__WORK INSTRUCTION__
Search the records for "Error". Report every line where it occurs.

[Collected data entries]
------------
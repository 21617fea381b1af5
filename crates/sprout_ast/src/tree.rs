//! Renders a syntax tree, one node per line.

use crate::block::Block;
use crate::expr::{ArgList, BinaryExpr, Call, Identifier, Literal, NegateExpr};
use crate::items::{FunctionDecl, Param, ParamList, Program, TypeSpec};
use crate::node::AstNode;
use crate::statements::{Assignment, Conditional, Declaration, Loop, Print, Return, Scan};
use crate::visitor::*;
use std::fmt;
use std::fmt::{Display, Formatter, Write};

/// Overrides the visit methods of every concrete node with `enter`, the default walk, then
/// `leave`.
macro_rules! around_nodes {
    ($($node:ident),* $(,)?) => {
        $(
        paste::paste! {
            fn [<visit_ $node:snake>](&mut self, node: &$node) -> Result<(), Self::Err> {
                self.enter(node)?;
                [<visit_ $node:snake>](self, node)?;
                self.leave();
                Ok(())
            }
        }
        )*
    };
}

/// Writes a tree with two spaces of indentation per depth, the node kind, and the node value in
/// quotes if it has one.
///
/// ```text
/// Program
///   Block
///     DeclAssign "x"
///       IntLiteral "5"
/// ```
pub struct TreePrinter<W: Write> {
    writer: W,
    depth: usize,
}

impl<W: Write> TreePrinter<W> {
    pub fn new(writer: W) -> Self {
        Self { writer, depth: 0 }
    }

    /// Prints the program and returns the writer
    pub fn print(mut self, program: &Program) -> Result<W, fmt::Error> {
        self.visit_program(program)?;
        Ok(self.writer)
    }

    fn enter<N: AstNode + ?Sized>(&mut self, node: &N) -> fmt::Result {
        write!(self.writer, "{:indent$}{}", "", node.kind(), indent = self.depth * 2)?;
        if let Some(value) = node.value() {
            write!(self.writer, " {value:?}")?;
        }
        writeln!(self.writer)?;
        self.depth += 1;
        Ok(())
    }

    fn leave(&mut self) {
        self.depth -= 1;
    }
}

impl<W: Write> Visitor for TreePrinter<W> {
    type Err = fmt::Error;

    around_nodes!(
        Program,
        FunctionDecl,
        ParamList,
        Param,
        TypeSpec,
        Block,
        Declaration,
        Assignment,
        Loop,
        Conditional,
        Print,
        Scan,
        Return,
        BinaryExpr,
        NegateExpr,
        Identifier,
        Literal,
        Call,
        ArgList,
    );
}

/// Counts the nodes of a tree
#[derive(Debug, Default)]
struct NodeCounter {
    count: usize,
}

impl NodeCounter {
    fn enter<N: AstNode + ?Sized>(&mut self, _node: &N) -> Result<(), std::convert::Infallible> {
        self.count += 1;
        Ok(())
    }

    fn leave(&mut self) {}
}

impl Visitor for NodeCounter {
    type Err = std::convert::Infallible;

    around_nodes!(
        Program,
        FunctionDecl,
        ParamList,
        Param,
        TypeSpec,
        Block,
        Declaration,
        Assignment,
        Loop,
        Conditional,
        Print,
        Scan,
        Return,
        BinaryExpr,
        NegateExpr,
        Identifier,
        Literal,
        Call,
        ArgList,
    );
}

/// Counts every node of the program, including the program itself
pub fn count_nodes(program: &Program) -> usize {
    let mut counter = NodeCounter::default();
    match counter.visit_program(program) {
        Ok(()) => counter.count,
        Err(never) => match never {},
    }
}

/// Displays a program as a tree
pub struct TreeDisplay<'a>(&'a Program);

impl Program {
    /// Gets a displayable tree of this program
    pub fn tree(&self) -> TreeDisplay<'_> {
        TreeDisplay(self)
    }
}

impl Display for TreeDisplay<'_> {
    fn fmt(&self, f: &mut Formatter<'_>) -> fmt::Result {
        TreePrinter::new(f).print(self.0).map(|_| ())
    }
}

#[cfg(test)]
mod tests {
    use super::*;
    use crate::expr::{Expr, LiteralKind};
    use crate::items::{CallableKind, Item, TypeName};
    use crate::scope::ScopeArena;
    use crate::statements::Stmt;
    use sprout_tokens::spanned::Span;

    fn int(text: &str) -> Expr {
        Expr::Literal(Literal {
            kind: LiteralKind::Int,
            text: text.to_string(),
            span: Span::default(),
        })
    }

    fn sample() -> Program {
        let mut arena = ScopeArena::new();
        let global = arena.create();
        let scope = arena.enter(global);
        let function = FunctionDecl {
            callable: CallableKind::Function,
            name: "f".to_string(),
            return_ty: Some(TypeSpec {
                name: TypeName::Int,
                span: Span::default(),
            }),
            params: ParamList {
                params: vec![Param {
                    ty: TypeSpec {
                        name: TypeName::Float,
                        span: Span::default(),
                    },
                    name: "a".to_string(),
                    span: Span::default(),
                }],
                span: Span::default(),
            },
            body: Block::new(
                Span::default(),
                [Stmt::Return(Return {
                    value: int("1"),
                    span: Span::default(),
                })],
            ),
            scope,
            span: Span::default(),
        };
        let main = Block::new(
            Span::default(),
            [Stmt::Declaration(Declaration {
                ty: TypeName::Int,
                name: "x".to_string(),
                init: Some(int("5")),
                span: Span::default(),
            })],
        );
        Program {
            items: vec![Item::Function(function), Item::Main(main)],
            span: Span::default(),
        }
    }

    #[test]
    fn print_tree() {
        let printed = sample().tree().to_string();
        let expected = "\
Program
  FunctionDecl \"f\"
    TypeInt
    ParamList
      Param \"a\"
        TypeFloat
    Block
      Return
        IntLiteral \"1\"
  Block
    DeclAssign \"x\"
      IntLiteral \"5\"
";
        assert_eq!(printed, expected);
    }

    #[test]
    fn count_every_node() {
        assert_eq!(count_nodes(&sample()), 12);
    }

    #[test]
    fn empty_program() {
        let program = Program {
            items: vec![],
            span: Span::default(),
        };
        assert_eq!(program.tree().to_string(), "Program\n");
        assert_eq!(count_nodes(&program), 1);
    }
}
------------
__RESULT OF THIS TASK__
    pub fn print(mut self, program: &Program) -> Result<W, fmt::Error> {
    type Err = fmt::Error;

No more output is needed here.